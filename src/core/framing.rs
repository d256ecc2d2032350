//! 序列埠資料會在任意位置被切斷，這裡把片段重組回完整的一行。

/// 累積片段、依 `\n` 切行，最後一段不完整的留到下一次
#[derive(Debug, Default, Clone)]
pub struct FrameReassembler {
    buffer: Vec<u8>,
    max_line_bytes: Option<usize>,
    discarded: u64,
}

impl FrameReassembler {
    pub fn new() -> Self {
        Self::default()
    }

    /// 沒有換行的行超過上限時整段丟掉。預設不設上限
    pub fn with_max_line_bytes(max_line_bytes: Option<usize>) -> Self {
        Self {
            max_line_bytes,
            ..Self::default()
        }
    }

    pub fn feed(&mut self, chunk: &str) -> Vec<String> {
        self.feed_bytes(chunk.as_bytes())
    }

    /// 依到達順序回傳所有完整的行 (去掉行尾 `\r`)。
    /// 在 byte 層切行，多位元組字元被切在兩個片段之間也不會壞掉。
    pub fn feed_bytes(&mut self, chunk: &[u8]) -> Vec<String> {
        self.buffer.extend_from_slice(chunk);

        let mut lines = Vec::new();
        let mut start = 0;
        while let Some(offset) = self.buffer[start..].iter().position(|&b| b == b'\n') {
            let end = start + offset;
            let mut line = &self.buffer[start..end];
            if let Some(stripped) = line.strip_suffix(b"\r") {
                line = stripped;
            }
            lines.push(String::from_utf8_lossy(line).into_owned());
            start = end + 1;
        }
        self.buffer.drain(..start);

        if let Some(limit) = self.max_line_bytes {
            if self.buffer.len() > limit {
                tracing::warn!(
                    "Discarding {} buffered bytes without a line terminator (limit {})",
                    self.buffer.len(),
                    limit
                );
                self.buffer.clear();
                self.discarded += 1;
            }
        }

        lines
    }

    /// 尚未結束的那一段
    pub fn pending(&self) -> String {
        String::from_utf8_lossy(&self.buffer).into_owned()
    }

    pub fn pending_len(&self) -> usize {
        self.buffer.len()
    }

    pub fn discarded_fragments(&self) -> u64 {
        self.discarded
    }
}

/// USB 序列橋接把資料以 hex 字串交出來，先解回 byte
#[derive(Debug, Default, Clone)]
pub struct HexDecoder {
    pending_nibble: Option<u8>,
    invalid_digits: u64,
}

impl HexDecoder {
    pub fn new() -> Self {
        Self::default()
    }

    /// 空白會被略過；奇數個 hex 字元時最後半個 byte 留到下一次。
    /// 線路雜訊造成的非 hex 字元直接丟掉，並捨棄手上的半個 byte 重新對齊
    pub fn decode(&mut self, input: &[u8]) -> Vec<u8> {
        let mut out = Vec::with_capacity(input.len() / 2 + 1);
        let mut skipped = 0u64;
        for &c in input {
            if c.is_ascii_whitespace() {
                continue;
            }
            let Some(nibble) = hex_value(c) else {
                skipped += 1;
                self.pending_nibble = None;
                continue;
            };
            match self.pending_nibble.take() {
                Some(high) => out.push((high << 4) | nibble),
                None => self.pending_nibble = Some(nibble),
            }
        }

        if skipped > 0 {
            self.invalid_digits += skipped;
            tracing::warn!(
                "Skipped {} non-hex bytes in serial payload ({} so far)",
                skipped,
                self.invalid_digits
            );
        }
        out
    }

    pub fn invalid_digits(&self) -> u64 {
        self.invalid_digits
    }
}

fn hex_value(c: u8) -> Option<u8> {
    match c {
        b'0'..=b'9' => Some(c - b'0'),
        b'a'..=b'f' => Some(c - b'a' + 10),
        b'A'..=b'F' => Some(c - b'A' + 10),
        _ => None,
    }
}

#[cfg(test)]
mod tests {
    use super::*;

    #[test]
    fn test_reassembles_lines_across_chunks() {
        let mut frames = FrameReassembler::new();

        assert!(frames.feed("ab").is_empty());
        assert_eq!(frames.feed("cd\nef\ngh"), vec!["abcd", "ef"]);
        assert_eq!(frames.pending(), "gh");
        assert_eq!(frames.feed("\n"), vec!["gh"]);
        assert_eq!(frames.pending_len(), 0);
    }

    #[test]
    fn test_keeps_empty_lines_and_strips_carriage_return() {
        let mut frames = FrameReassembler::new();
        assert_eq!(frames.feed("a\r\n\nb\n"), vec!["a", "", "b"]);
    }

    #[test]
    fn test_multibyte_char_split_between_chunks() {
        let mut frames = FrameReassembler::new();
        let bytes = "秤\n".as_bytes();

        assert!(frames.feed_bytes(&bytes[..1]).is_empty());
        assert_eq!(frames.feed_bytes(&bytes[1..]), vec!["秤"]);
    }

    #[test]
    fn test_unbounded_by_default() {
        let mut frames = FrameReassembler::new();
        let long = "x".repeat(100_000);
        assert!(frames.feed(&long).is_empty());
        assert_eq!(frames.pending_len(), 100_000);
    }

    #[test]
    fn test_discards_overlong_partial_line() {
        let mut frames = FrameReassembler::with_max_line_bytes(Some(8));

        assert!(frames.feed("0123456789").is_empty());
        assert_eq!(frames.pending_len(), 0);
        assert_eq!(frames.discarded_fragments(), 1);
        assert_eq!(frames.feed("ok\n"), vec!["ok"]);
    }

    #[test]
    fn test_hex_decoder_handles_odd_split() {
        let mut decoder = HexDecoder::new();

        let first = decoder.decode(b"7b2");
        let second = decoder.decode(b"27d 0a");

        assert_eq!(first, b"{".to_vec());
        assert_eq!(second, b"\"}\n".to_vec());
    }

    #[test]
    fn test_hex_decoder_skips_line_noise() {
        let mut decoder = HexDecoder::new();

        assert_eq!(decoder.decode(b"zz0a"), b"\n".to_vec());
        // 雜訊落在一個 byte 中間時，前半個 nibble 一起丟掉
        assert_eq!(decoder.decode(b"7?7b"), b"{".to_vec());
        assert_eq!(decoder.invalid_digits(), 3);
    }
}
use crate::domain::model::StackEntry;

/// 尚未配對的拿起紀錄，最新的在最後。
/// 同一商品可以有多筆；查詢與移除都以商品為準，最新的優先，
/// 不管它在堆疊中的實際位置。
#[derive(Debug, Default, Clone, PartialEq)]
pub struct WeightHistory {
    items: Vec<StackEntry>,
}

impl WeightHistory {
    pub fn new() -> Self {
        Self::default()
    }

    pub fn push(&mut self, entry: StackEntry) {
        self.items.push(entry);
    }

    pub fn pop(&mut self) -> Option<StackEntry> {
        self.items.pop()
    }

    pub fn peek(&self) -> Option<&StackEntry> {
        self.items.last()
    }

    pub fn is_empty(&self) -> bool {
        self.items.is_empty()
    }

    pub fn size(&self) -> usize {
        self.items.len()
    }

    pub fn clear(&mut self) {
        self.items.clear();
    }

    pub fn most_recent_weight(&self, product: &str) -> Option<f64> {
        self.items
            .iter()
            .rev()
            .find(|entry| entry.product == product)
            .map(|entry| entry.weight)
    }

    /// 回傳移除的筆數
    pub fn remove_all(&mut self, product: &str) -> usize {
        let before = self.items.len();
        self.items.retain(|entry| entry.product != product);
        before - self.items.len()
    }

    pub fn entries(&self) -> &[StackEntry] {
        &self.items
    }
}
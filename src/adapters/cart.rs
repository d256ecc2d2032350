use crate::domain::model::{CartCommand, CartItem, CartOp, WeightEvent};
use crate::domain::ports::CartStore;
use crate::utils::error::{Result, ShelfError};
use std::collections::VecDeque;
use std::sync::{Arc, Mutex, MutexGuard, PoisonError};

/// 原始紀錄保留筆數
const MAX_WEIGHT_LOG: usize = 1000;

#[derive(Debug, Default)]
struct CartState {
    items: Vec<CartItem>,
    next_cart_id: u64,
    weight_log: VecDeque<WeightEvent>,
}

/// 記憶體內的購物車，clone 之後共用同一份內容 (給 UI 或測試從外面改)
#[derive(Debug, Clone, Default)]
pub struct SharedCart {
    state: Arc<Mutex<CartState>>,
}

impl SharedCart {
    pub fn new() -> Self {
        Self::default()
    }

    fn lock(&self) -> MutexGuard<'_, CartState> {
        self.state.lock().unwrap_or_else(PoisonError::into_inner)
    }

    /// 結帳或手動清空
    pub fn clear(&self) {
        self.lock().items.clear();
    }

    pub fn weight_log(&self) -> Vec<WeightEvent> {
        self.lock().weight_log.iter().cloned().collect()
    }
}

impl CartStore for SharedCart {
    fn items(&self) -> Vec<CartItem> {
        self.lock().items.clone()
    }

    fn apply(&mut self, command: &CartCommand) -> Result<()> {
        let mut state = self.lock();
        match command.op {
            CartOp::Add => {
                state.next_cart_id += 1;
                let cart_id = state.next_cart_id;
                state.items.push(CartItem {
                    cart_id,
                    product_id: command.product.product_id.clone(),
                    product: command.product.clone(),
                    added_at: command.timestamp.clone(),
                    weight_event: command.weight_event,
                    shelf: command.shelf.clone(),
                });
            }
            CartOp::Remove { cart_id } => {
                let position = state
                    .items
                    .iter()
                    .position(|item| item.cart_id == cart_id)
                    .ok_or_else(|| ShelfError::CartError {
                        message: format!("cart entry {} no longer exists", cart_id),
                    })?;
                state.items.remove(position);
            }
        }
        Ok(())
    }

    fn record_weight_event(&mut self, event: &WeightEvent) {
        let mut state = self.lock();
        if state.weight_log.len() >= MAX_WEIGHT_LOG {
            state.weight_log.pop_front();
        }
        state.weight_log.push_back(event.clone());
    }

    fn len(&self) -> usize {
        self.lock().items.len()
    }
}

#[cfg(test)]
mod tests {
    use super::*;
    use crate::domain::model::{Action, ProductEntry};

    fn add_command(product_id: &str) -> CartCommand {
        CartCommand {
            op: CartOp::Add,
            product: ProductEntry {
                product_id: product_id.to_string(),
                name: None,
                shelf: None,
                nominal_weight: 100.0,
            },
            timestamp: "2025-11-11 13:13:36".to_string(),
            weight_event: -100.0,
            shelf: None,
            shelf_confirmed: false,
        }
    }

    #[test]
    fn test_clones_share_contents() {
        let mut cart = SharedCart::new();
        let view = cart.clone();

        cart.apply(&add_command("P-1")).unwrap();
        cart.apply(&add_command("P-2")).unwrap();

        assert_eq!(view.len(), 2);
        assert_eq!(view.find_product("P-2").unwrap().cart_id, 2);

        view.clear();
        assert!(cart.is_empty());
    }

    #[test]
    fn test_remove_unknown_cart_id_fails() {
        let mut cart = SharedCart::new();
        let mut remove = add_command("P-1");
        remove.op = CartOp::Remove { cart_id: 42 };
        assert!(cart.apply(&remove).is_err());
    }

    #[test]
    fn test_weight_log_is_bounded() {
        let mut cart = SharedCart::new();
        for i in 0..(MAX_WEIGHT_LOG + 5) {
            cart.record_weight_event(&WeightEvent {
                timestamp: "2025-11-11 13:13:36".to_string(),
                product: "A1".to_string(),
                grams: -(i as f64),
                action: Action::Take,
                shelf: None,
            });
        }

        let log = cart.weight_log();
        assert_eq!(log.len(), MAX_WEIGHT_LOG);
        // 最舊的五筆被擠掉
        assert_eq!(log[0].grams, -5.0);
        assert_eq!(log[MAX_WEIGHT_LOG - 1].grams, -((MAX_WEIGHT_LOG + 4) as f64));
    }
}
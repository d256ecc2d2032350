use tracing_subscriber::{layer::SubscriberExt, util::SubscriberInitExt, EnvFilter};

pub fn init_cli_logger(verbose: bool) {
    let filter = if verbose {
        EnvFilter::try_from_default_env()
            .unwrap_or_else(|_| EnvFilter::new("shelf_weight=debug,weight_log=debug,info"))
    } else {
        EnvFilter::try_from_default_env()
            .unwrap_or_else(|_| EnvFilter::new("shelf_weight=info,weight_log=info"))
    };

    tracing_subscriber::registry()
        .with(filter)
        .with(
            tracing_subscriber::fmt::layer()
                .with_target(false)
                .with_thread_ids(false)
                .with_file(false)
                .with_line_number(false)
                .with_writer(std::io::stderr) // stdout 留給購物車變更
                .compact(),
        )
        .init();
}

pub fn init_json_logger(verbose: bool) {
    let default_filter = if verbose {
        "shelf_weight=debug,weight_log=debug,info"
    } else {
        "shelf_weight=info,weight_log=info"
    };
    let filter =
        EnvFilter::try_from_default_env().unwrap_or_else(|_| EnvFilter::new(default_filter));

    tracing_subscriber::registry()
        .with(filter)
        .with(
            tracing_subscriber::fmt::layer()
                .with_target(false)
                .with_thread_ids(false)
                .with_file(false)
                .with_line_number(false)
                .with_writer(std::io::stderr)
                .json(), // 給 log 收集器用，一行一筆 JSON
        )
        .init();
}
use crate::domain::model::{CartCommand, CartOp, ProductEntry, WeightEvent};
use crate::domain::ports::{CartStore, CatalogResolver};
use crate::utils::error::{Result, ShelfError};

/// 目錄查得的商品，加上層架是否吻合
#[derive(Debug, Clone, PartialEq)]
pub struct ResolvedProduct {
    pub entry: ProductEntry,
    pub shelf_confirmed: bool,
}

pub fn resolve_product<R: CatalogResolver + ?Sized>(
    catalog: &R,
    event: &WeightEvent,
) -> Result<ResolvedProduct> {
    let entry = catalog
        .resolve(&event.product, event.shelf.as_deref())
        .ok_or_else(|| ShelfError::LookupError {
            product: event.product.clone(),
            shelf: event.shelf.clone(),
        })?;

    let shelf_confirmed = match (&entry.shelf, &event.shelf) {
        (Some(expected), Some(reported)) => expected == reported,
        _ => false,
    };

    Ok(ResolvedProduct {
        entry,
        shelf_confirmed,
    })
}

/// 商品不在車內才加入；已在車內就不重複加
pub fn fire_take<C: CartStore + ?Sized>(
    cart: &mut C,
    resolved: &ResolvedProduct,
    event: &WeightEvent,
) -> Result<CartCommand> {
    if cart.contains_product(&resolved.entry.product_id) {
        return Err(ShelfError::DuplicateSuppressed {
            product_id: resolved.entry.product_id.clone(),
            action: event.action.to_string(),
        });
    }

    let command = build_command(CartOp::Add, resolved, event);
    cart.apply(&command)?;
    Ok(command)
}

/// 車內有這項商品才移除，指向該筆的 cart_id
pub fn fire_put<C: CartStore + ?Sized>(
    cart: &mut C,
    resolved: &ResolvedProduct,
    event: &WeightEvent,
) -> Result<CartCommand> {
    let item = cart
        .find_product(&resolved.entry.product_id)
        .ok_or_else(|| ShelfError::DuplicateSuppressed {
            product_id: resolved.entry.product_id.clone(),
            action: event.action.to_string(),
        })?;

    let command = build_command(
        CartOp::Remove {
            cart_id: item.cart_id,
        },
        resolved,
        event,
    );
    cart.apply(&command)?;
    Ok(command)
}

fn build_command(op: CartOp, resolved: &ResolvedProduct, event: &WeightEvent) -> CartCommand {
    CartCommand {
        op,
        product: resolved.entry.clone(),
        timestamp: event.timestamp.clone(),
        weight_event: event.grams,
        shelf: event.shelf.clone(),
        shelf_confirmed: resolved.shelf_confirmed,
    }
}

Prompt => Everything from the line with "self.items.clear();" through the line with "entry.product == product)" in the listing above must be retyped exactly, with nothing added.

Response box =>
        self.items.clear();
    }

    pub fn most_recent_weight(&self, product: &str) -> Option<f64> {
        self.items
            .iter()
            .rev()
            .find(|entry| entry.product == product)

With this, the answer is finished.